**PROBLEM STATEMENT**:
In the records below, find each line holding the word "derive" and copy it.

**Saved entries**:

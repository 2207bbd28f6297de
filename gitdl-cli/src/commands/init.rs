//! `git-download init --url <url> [--ref ...] [--ref-type ...] [--destination ...] [--name ...]`

use std::path::PathBuf;

use anyhow::{Context, Result};
use clap::Args;

use gitdl_core::{registry, NewRepo};
use gitdl_sync::SyncConfig;

use super::super::RefKindArg;

/// Start tracking a repository.
#[derive(Args, Debug)]
pub struct InitArgs {
    /// Repository URL, e.g. https://github.com/owner/repo.
    #[arg(long)]
    pub url: String,

    /// Branch or tag to download. Defaults to "main".
    #[arg(long = "ref", value_name = "REF")]
    pub reference: Option<String>,

    /// Reference type: branch | tag. Defaults to branch.
    #[arg(long = "ref-type", value_name = "TYPE")]
    pub ref_type: Option<RefKindArg>,

    /// Local directory to extract into. Defaults to ./<name>.
    #[arg(long, short = 'd')]
    pub destination: Option<PathBuf>,

    /// Repository name. Defaults to the last segment of the URL.
    #[arg(long, short = 'n')]
    pub name: Option<String>,
}

impl InitArgs {
    pub fn run(self, config: &SyncConfig) -> Result<()> {
        let request = NewRepo {
            url: self.url,
            reference: self.reference,
            ref_kind: self.ref_type.map(Into::into),
            destination: self.destination,
            name: self.name,
        };
        let entry = registry::init_at(config.registry_path(), request).with_context(|| {
            format!(
                "failed to initialize repository in '{}'",
                config.registry_path().display()
            )
        })?;

        println!("✓ Repository '{}' initialized successfully", entry.name);
        println!(
            "  {} {} → {}",
            entry.ref_kind,
            entry.reference,
            entry.destination.display()
        );
        Ok(())
    }
}
//! Error types for gitdl-sync.

use std::path::PathBuf;

use thiserror::Error;

use gitdl_core::{ErrorKind, RegistryError};

/// All errors that can arise from fetch, install, and sync operations.
#[derive(Debug, Error)]
pub enum SyncError {
    /// Invalid entry or request (empty URL, empty destination, empty name).
    #[error("invalid configuration: {0}")]
    Config(String),

    /// An error from the registry.
    #[error("registry error: {0}")]
    Registry(#[from] RegistryError),

    /// The request never produced a response.
    #[error("failed to download {url}: {source}")]
    Transport {
        url: String,
        #[source]
        source: Box<ureq::Error>,
    },

    /// The connection failed while the response body was being read.
    #[error("download of {url} was interrupted: {source}")]
    Body {
        url: String,
        #[source]
        source: std::io::Error,
    },

    /// The remote answered with a non-success status.
    #[error("failed to download {url}: HTTP {status}")]
    Status { url: String, status: u16 },

    /// An I/O error, with annotated path for context.
    #[error("I/O error at {path}: {source}")]
    Io {
        path: PathBuf,
        #[source]
        source: std::io::Error,
    },

    /// The archive (or one of its members) could not be read.
    #[error("failed to read archive {path}: {source}")]
    Archive {
        path: PathBuf,
        #[source]
        source: zip::result::ZipError,
    },

    /// An archive entry would land outside the destination.
    #[error("archive entry '{entry}' escapes the destination")]
    UnsafeEntry { entry: String },

    /// An install step failed for a specific target path.
    #[error("failed to {step} {path}: {source}")]
    Install {
        step: &'static str,
        path: PathBuf,
        #[source]
        source: std::io::Error,
    },
}

impl SyncError {
    pub fn kind(&self) -> ErrorKind {
        match self {
            SyncError::Config(_) => ErrorKind::Configuration,
            SyncError::Registry(e) => e.kind(),
            SyncError::Transport { .. } | SyncError::Body { .. } | SyncError::Status { .. } => {
                ErrorKind::Transport
            }
            SyncError::Io { .. }
            | SyncError::Archive { .. }
            | SyncError::UnsafeEntry { .. }
            | SyncError::Install { .. } => ErrorKind::Storage,
        }
    }
}

/// Convenience constructor for [`SyncError::Io`].
pub(crate) fn io_err(path: impl Into<PathBuf>, source: std::io::Error) -> SyncError {
    SyncError::Io {
        path: path.into(),
        source,
    }
}

/// Convenience constructor for [`SyncError::Install`].
pub(crate) fn install_err(
    step: &'static str,
    path: impl Into<PathBuf>,
    source: std::io::Error,
) -> SyncError {
    SyncError::Install {
        step,
        path: path.into(),
        source,
    }
}
//! `git-download status` — what is tracked and when it was last synced.

use anyhow::{Context, Result};
use chrono::{DateTime, SecondsFormat, Utc};
use clap::Args;
use colored::Colorize;
use serde::Serialize;
use tabled::{settings::Style, Table, Tabled};

use gitdl_core::{registry, RepoEntry};
use gitdl_sync::SyncConfig;

/// Arguments for `git-download status`.
#[derive(Args, Debug)]
pub struct StatusArgs {
    /// Emit machine-readable JSON.
    #[arg(long)]
    pub json: bool,
}

impl StatusArgs {
    pub fn run(self, config: &SyncConfig) -> Result<()> {
        let reg = registry::load_at(config.registry_path()).with_context(|| {
            format!(
                "failed to load registry '{}'",
                config.registry_path().display()
            )
        })?;

        if self.json {
            return print_json(&reg.repositories);
        }
        print_table(&reg.repositories);
        Ok(())
    }
}

#[derive(Serialize)]
#[serde(rename_all = "camelCase")]
struct RepoStatusJson {
    name: String,
    url: String,
    #[serde(rename = "ref")]
    reference: String,
    ref_type: String,
    destination: String,
    last_sync: Option<String>,
}

#[derive(Tabled)]
struct StatusTableRow {
    #[tabled(rename = "name")]
    name: String,
    #[tabled(rename = "url")]
    url: String,
    #[tabled(rename = "ref")]
    reference: String,
    #[tabled(rename = "destination")]
    destination: String,
    #[tabled(rename = "last sync")]
    last_sync: String,
}

fn print_json(entries: &[RepoEntry]) -> Result<()> {
    let payload: Vec<RepoStatusJson> = entries
        .iter()
        .map(|entry| RepoStatusJson {
            name: entry.name.to_string(),
            url: entry.url.clone(),
            reference: entry.reference.clone(),
            ref_type: entry.ref_kind.to_string(),
            destination: entry.destination.display().to_string(),
            last_sync: entry.last_synced_at.map(format_timestamp),
        })
        .collect();
    println!(
        "{}",
        serde_json::to_string_pretty(&payload).context("failed to serialize status JSON")?
    );
    Ok(())
}

fn print_table(entries: &[RepoEntry]) {
    if entries.is_empty() {
        println!("No repositories are being tracked. Run `git-download init` first.");
        return;
    }

    let synced = entries.iter().filter(|e| e.last_synced_at.is_some()).count();
    println!(
        "git-download v{} | {} repositories | {} never synced",
        env!("CARGO_PKG_VERSION"),
        entries.len(),
        entries.len() - synced,
    );

    let rows: Vec<StatusTableRow> = entries
        .iter()
        .map(|entry| StatusTableRow {
            name: entry.name.to_string(),
            url: entry.url.clone(),
            reference: format!("{}: {}", entry.ref_kind, entry.reference),
            destination: entry.destination.display().to_string(),
            last_sync: last_sync_label(entry.last_synced_at),
        })
        .collect();
    let mut table = Table::new(rows);
    table.with(Style::rounded());
    println!("{table}");
}

fn format_timestamp(at: DateTime<Utc>) -> String {
    at.to_rfc3339_opts(SecondsFormat::Secs, true)
}

fn last_sync_label(at: Option<DateTime<Utc>>) -> String {
    match at {
        Some(at) => format_timestamp(at),
        None => "Never".bright_black().to_string(),
    }
}
//! # gitdl-sync
//!
//! Archive fetcher, archive installer, and sync orchestration.
//!
//! Call [`sync_named`] to refresh a single tracked repository, or
//! [`sync_all`] to process every one in registry order. [`pipeline::run`]
//! wraps both behind a [`pipeline::SyncScope`].

pub mod config;
pub mod engine;
pub mod error;
pub mod fetcher;
pub mod installer;
pub mod pipeline;

pub use config::SyncConfig;
pub use engine::{sync_all, sync_named, sync_one, SyncOutcome, SyncState, SyncSummary};
pub use error::SyncError;
pub use fetcher::{archive_url, ArchiveFetcher, HttpFetcher, StagedArchive};
pub use installer::{install, InstallReport};
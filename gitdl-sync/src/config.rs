//! Engine configuration, passed explicitly into every sync entrypoint.

use std::path::{Path, PathBuf};

use gitdl_core::DEFAULT_REGISTRY_FILE;

/// Everything the engine needs to know about its environment.
#[derive(Debug, Clone, PartialEq, Eq)]
pub struct SyncConfig {
    /// Location of the registry document.
    pub registry_path: PathBuf,
}

impl SyncConfig {
    pub fn new(registry_path: impl Into<PathBuf>) -> Self {
        Self {
            registry_path: registry_path.into(),
        }
    }

    pub fn registry_path(&self) -> &Path {
        &self.registry_path
    }
}

impl Default for SyncConfig {
    fn default() -> Self {
        Self::new(DEFAULT_REGISTRY_FILE)
    }
}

**TASK OUTPUT**:
#[derive(Args, Debug)]
#[derive(Debug, Error)]
#[derive(Args, Debug)]
#[derive(Serialize)]
#[derive(Tabled)]
#[derive(Debug, Clone, PartialEq, Eq)]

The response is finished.